Departing in early January from Spitsbergen, a Norwegian Coast Guard ship led the Lance back into the ice to break a path, where it began its wayward drift. Buoys, oceanographic instruments, ice-coring drills, air-particle sensors, a weather mast—a full laboratory—were deployed across a kilometer-wide (0.6 mile) floe, its sectors given cheeky nicknames like “no walk land” and “end of the world.”

Curious polar bears, scheming near to working scientists, have had to be scared off with flares shot from a gun. Battling against the polar elements and temperatures plunging to 40 degrees below zero has snapped cables and cripples electronic instruments. But after six weeks of total darkness, the faintest daylight is finally reaching the frozen Arctic Ocean, where a Norwegian research vessel has been drifting through the polar night, tethered to a block of sea ice.

Into the ice is the whole idea. To research on Climate, focusing on oceanography, atmospheric science, sea ice, and ecosystems, to try to understand the implications of the transition to thinner, first-year ice in the Arctic Ocean, scientists aboard the R.V. Lance have embarked on a six-month study, sponsored by the Norwegian Polar Institute (NPI), to closely monitor sea ice across its entire seasonal life cycle—from the time when the new ice forms in winter until it melts in early summer.

Despite for the fact that Norwegians have a long history of polar exploration—This project will bring a new knowledge.
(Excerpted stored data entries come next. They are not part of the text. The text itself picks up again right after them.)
use super::{ChatCompletionService, PromptExecutionSettings, ServiceType};
use crate::error::KernelError;
use parking_lot::RwLock;
use std::sync::Arc;

/// A service chosen for a request, with the settings entry that selected it.
#[derive(Clone)]
pub struct ServiceSelection {
    /// The selected service.
    pub service: Arc<dyn ChatCompletionService>,
    /// `None` when the request carried no settings at all.
    pub settings: Option<PromptExecutionSettings>,
}

impl std::fmt::Debug for ServiceSelection {
    fn fmt(&self, f: &mut std::fmt::Formatter<'_>) -> std::fmt::Result {
        f.debug_struct("ServiceSelection")
            .field("service_id", &self.service.service_id())
            .field("settings", &self.settings)
            .finish()
    }
}

/// Registry of services. Registration order defines priority.
#[derive(Default)]
pub struct ServiceProvider {
    services: RwLock<Vec<Arc<dyn ChatCompletionService>>>,
}

impl ServiceProvider {
    /// Creates an empty provider.
    pub fn new() -> Self {
        Self::default()
    }

    /// Registers a service under its id.
    pub fn add_service(&self, service: Arc<dyn ChatCompletionService>) -> Result<(), KernelError> {
        let mut services = self.services.write();
        let service_id = service.service_id();
        if services.iter().any(|s| s.service_id() == service_id) {
            return Err(KernelError::DuplicateService(service_id.to_owned()));
        }
        tracing::debug!(
            target: "semkern",
            service_id,
            service_type = %service.service_type(),
            model_id = service.model_id(),
            "service registered"
        );
        services.push(service);
        Ok(())
    }

    /// Returns the service with the id.
    pub fn get_service(&self, service_id: &str) -> Option<Arc<dyn ChatCompletionService>> {
        self.services
            .read()
            .iter()
            .find(|s| s.service_id() == service_id)
            .cloned()
    }

    /// Selects the service answering a request with the candidate settings.
    ///
    /// Without settings the first service of the type wins. Otherwise a settings entry
    /// naming a registered service id is preferred, then an entry naming the model of a
    /// registered service, and finally the default entry paired with the first service.
    pub fn try_select(
        &self,
        service_type: ServiceType,
        settings: &[PromptExecutionSettings],
    ) -> Option<ServiceSelection> {
        let services = self
            .services
            .read()
            .iter()
            .filter(|s| s.service_type() == service_type)
            .cloned()
            .collect::<Vec<_>>();
        let first = services.first()?;
        if settings.is_empty() {
            return Some(ServiceSelection {
                service: first.clone(),
                settings: None,
            });
        }

        let selection =
            |service: &Arc<dyn ChatCompletionService>, settings: &PromptExecutionSettings| {
                tracing::debug!(
                    target: "semkern",
                    service_id = service.service_id(),
                    settings = settings.target_service_id(),
                    "service selected"
                );
                ServiceSelection {
                    service: service.clone(),
                    settings: Some(settings.clone()),
                }
            };

        let mut default_settings = None;
        for candidate in settings {
            if candidate.is_default() && default_settings.is_none() {
                default_settings = Some(candidate);
            }
            let service_id = candidate.target_service_id();
            if let Some(service) = services.iter().find(|s| s.service_id() == service_id) {
                return Some(selection(service, candidate));
            }
        }

        for candidate in settings {
            let Some(model_id) = candidate.model_id.as_deref() else {
                continue;
            };
            if let Some(service) = services.iter().find(|s| s.model_id() == Some(model_id)) {
                return Some(selection(service, candidate));
            }
        }

        default_settings.map(|candidate| selection(first, candidate))
    }

    /// Returns the ids of all services in registration order.
    pub fn service_ids(&self) -> Vec<String> {
        self.services
            .read()
            .iter()
            .map(|s| s.service_id().to_owned())
            .collect()
    }

    /// Returns the number of services.
    pub fn len(&self) -> usize {
        self.services.read().len()
    }

    /// Returns `true` if no service is registered.
    pub fn is_empty(&self) -> bool {
        self.services.read().is_empty()
    }
}

impl std::fmt::Debug for ServiceProvider {
    fn fmt(&self, f: &mut std::fmt::Formatter<'_>) -> std::fmt::Result {
        f.debug_struct("ServiceProvider")
            .field("services", &self.service_ids())
            .finish()
    }
}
In the coming months the Lance should cross the path of the illustrious Fram, the ship on which Fridtjof Nansen and his crew allowed themselves to be locked in the ice in 1893—this is still an unprecedented scientific expedition.

Gunnar Spreen, an NPI sea-ice physicist on board the Lance says, “Most scientific cruises to the Arctic are conducted in summer, and this is where we have the most data. The continuous changes that occur from winter into spring is a huge gap in our understanding, for example, the way the Arctic ecosystem wakes up in the spring or how melt ponds form on top of sea ice.”

The ship will function as a floating research station, and there will also be measurement sites set up on the ocean’s frozen surface. Researchers will study how deep internal waves break, bringing warm Atlantic water up closer to the surface, and how turbulence driven by wind and the ice’s motion then brings that heat right up to the underside of the ice, leading to melting.